Jacob Zuma is due to step down as head of the African National Congress in 2017 and as president of the country in 2019 but the contest to replace him is intensifying as calls mount from ANC veterans, civil rights groups and church officials for him to quit or be fired.
The main contenders are Dlamini-Zuma and current Deputy President Cyril Ramaphosa.
Zuma may be hoping the woman he divorced in 1998 will help shield him from an opposition party bid to reinstate graft charges dropped just weeks before he became president in May 2009 but his legal troubles may undermine her chances.
And BusinessDay’s Opinion pages carry an article warning that there’s a very good chance that at least one of the major international ratings agencies will downgrade South Africa to sub-investment grade.
The country could even face ejection from the World Government Bond Index. This would automatically happen if both Moody’s and Standard & Poor’s decided to rate South African debt as sub-investment or junk quality.
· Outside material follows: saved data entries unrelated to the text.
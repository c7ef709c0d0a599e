//! Routing enums: backend selection, classified intent, grading verdict

use serde::{Deserialize, Serialize};
use std::fmt;
use std::str::FromStr;

/// Which configured language-model backend serves a request.
///
/// Each choice also selects its own context budget.
#[derive(Debug, Clone, Copy, PartialEq, Eq, Hash, Serialize, Deserialize, Default)]
#[serde(rename_all = "snake_case")]
pub enum ModelChoice {
    #[default]
    Primary,
    Secondary,
}

impl ModelChoice {
    pub fn as_str(&self) -> &'static str {
        match self {
            ModelChoice::Primary => "primary",
            ModelChoice::Secondary => "secondary",
        }
    }
}

impl fmt::Display for ModelChoice {
    fn fmt(&self, f: &mut fmt::Formatter<'_>) -> fmt::Result {
        f.write_str(self.as_str())
    }
}

impl FromStr for ModelChoice {
    type Err = String;

    fn from_str(s: &str) -> Result<Self, Self::Err> {
        match s.trim().to_lowercase().as_str() {
            "primary" | "a" => Ok(ModelChoice::Primary),
            "secondary" | "b" => Ok(ModelChoice::Secondary),
            other => Err(format!(
                "unknown model choice '{}' (expected 'primary' or 'secondary')",
                other
            )),
        }
    }
}

/// Classified request mode
#[derive(Debug, Clone, Copy, PartialEq, Eq, Hash, Serialize, Deserialize)]
#[serde(rename_all = "snake_case")]
pub enum Intent {
    Greeting,
    RagQuery,
    Comparison,
    Summarization,
    TrainingGeneration,
}

impl Intent {
    /// Label the classifier prompt asks the model to emit
    pub fn label(&self) -> &'static str {
        match self {
            Intent::Greeting => "greeting",
            Intent::RagQuery => "rag_query",
            Intent::Comparison => "comparison",
            Intent::Summarization => "summarization",
            Intent::TrainingGeneration => "training_generation",
        }
    }

    /// Parse a model-emitted label. Unknown text yields `None`.
    pub fn from_label(label: &str) -> Option<Self> {
        match label.trim().to_lowercase().as_str() {
            "greeting" => Some(Intent::Greeting),
            "rag_query" => Some(Intent::RagQuery),
            "comparison" => Some(Intent::Comparison),
            "summarization" => Some(Intent::Summarization),
            "training_generation" => Some(Intent::TrainingGeneration),
            _ => None,
        }
    }
}

impl fmt::Display for Intent {
    fn fmt(&self, f: &mut fmt::Formatter<'_>) -> fmt::Result {
        f.write_str(self.label())
    }
}

/// Verdict of the context grader
#[derive(Debug, Clone, Copy, PartialEq, Eq, Hash, Serialize, Deserialize)]
#[serde(rename_all = "snake_case")]
pub enum GradeAction {
    Generate,
    Rewrite,
    GiveUp,
}

impl fmt::Display for GradeAction {
    fn fmt(&self, f: &mut fmt::Formatter<'_>) -> fmt::Result {
        let s = match self {
            GradeAction::Generate => "generate",
            GradeAction::Rewrite => "rewrite",
            GradeAction::GiveUp => "give_up",
        };
        f.write_str(s)
    }
}
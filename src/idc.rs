// Hanzi-Decomp Decomposition Tokenizer
// Splits decomposition strings into components and validates symbols

use crate::types::Idc;

/// Codepoint ranges accepted as components (inclusive)
///
/// CJK Unified Ideographs and extensions A..H, the compatibility blocks,
/// radical blocks and CJK strokes. The IDC block (U+2FF0..U+2FFF) is
/// deliberately outside every range.
const COMPONENT_RANGES: &[(u32, u32)] = &[
    (0x2E80, 0x2EFF),   // CJK Radicals Supplement
    (0x2F00, 0x2FDF),   // Kangxi Radicals
    (0x31C0, 0x31E3),   // CJK Strokes
    (0x3400, 0x4DBF),   // Extension A
    (0x4E00, 0x9FFF),   // Unified Ideographs
    (0xF900, 0xFAFF),   // Compatibility Ideographs
    (0x20000, 0x2A6DF), // Extension B
    (0x2A700, 0x2B73F), // Extension C
    (0x2B740, 0x2B81F), // Extension D
    (0x2B820, 0x2CEAF), // Extension E
    (0x2CEB0, 0x2EBEF), // Extension F
    (0x2F800, 0x2FA1F), // Compatibility Supplement
    (0x30000, 0x3134F), // Extension G
    (0x31350, 0x323AF), // Extension H
];

/// Check if a codepoint lies in an accepted component range
///
/// # Examples
/// ```
/// # use hanzi_decomp::idc::is_component_char;
/// assert!(is_component_char('木'));
/// assert!(!is_component_char('⿰'));
/// assert!(!is_component_char('a'));
/// ```
#[inline]
pub fn is_component_char(ch: char) -> bool {
    let cp = ch as u32;
    COMPONENT_RANGES
        .iter()
        .any(|&(lo, hi)| lo <= cp && cp <= hi)
}

/// Check if a symbol is a single accepted codepoint
///
/// Multi-codepoint sequences are never components.
pub fn is_valid_component(symbol: &str) -> bool {
    let mut chars = symbol.chars();
    match (chars.next(), chars.next()) {
        (Some(ch), None) => is_component_char(ch),
        _ => false,
    }
}

/// Check if a codepoint is a structural marker
#[inline]
pub fn is_structural_marker(ch: char) -> bool {
    Idc::from_char(ch).is_some()
}

/// Iterate the components of a decomposition string
///
/// Markers, leading or interleaved, are skipped along with anything outside
/// the accepted ranges. Each item borrows a single codepoint from the input.
///
/// # Examples
/// ```
/// # use hanzi_decomp::idc::components;
/// let parts: Vec<&str> = components("⿰亻⿱口木").collect();
/// assert_eq!(parts, vec!["亻", "口", "木"]);
/// ```
pub fn components(decomposition: &str) -> impl Iterator<Item = &str> {
    decomposition
        .char_indices()
        .filter(|&(_, ch)| is_component_char(ch))
        .map(move |(i, ch)| &decomposition[i..i + ch.len_utf8()])
}

/// Check whether `symbol` appears directly in a decomposition string
pub fn contains_component(decomposition: &str, symbol: &str) -> bool {
    components(decomposition).any(|c| c == symbol)
}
Business as usual between France and Egypt
The Cairo-based Egypt Independent reports that President Abdel Fattah al-Sisi and his French counterpart François Hollande yesterday inaugurated the Egyptian-French Economic Forum, with the two leaders reaffirming the importance of bilateral cooperation and French investment in Egypt.
Twenty-one agreements are due to be signed between the French companies and Egyptian agencies in the fields of energy, transport, industry and services.
In his speech Hollande said that France is fully committed to assisting Egypt in achieving economic development and making improvements in education and training.
France is the sixth largest investor in Egypt, with trade between the two countries worth more than three billion euros in 2015.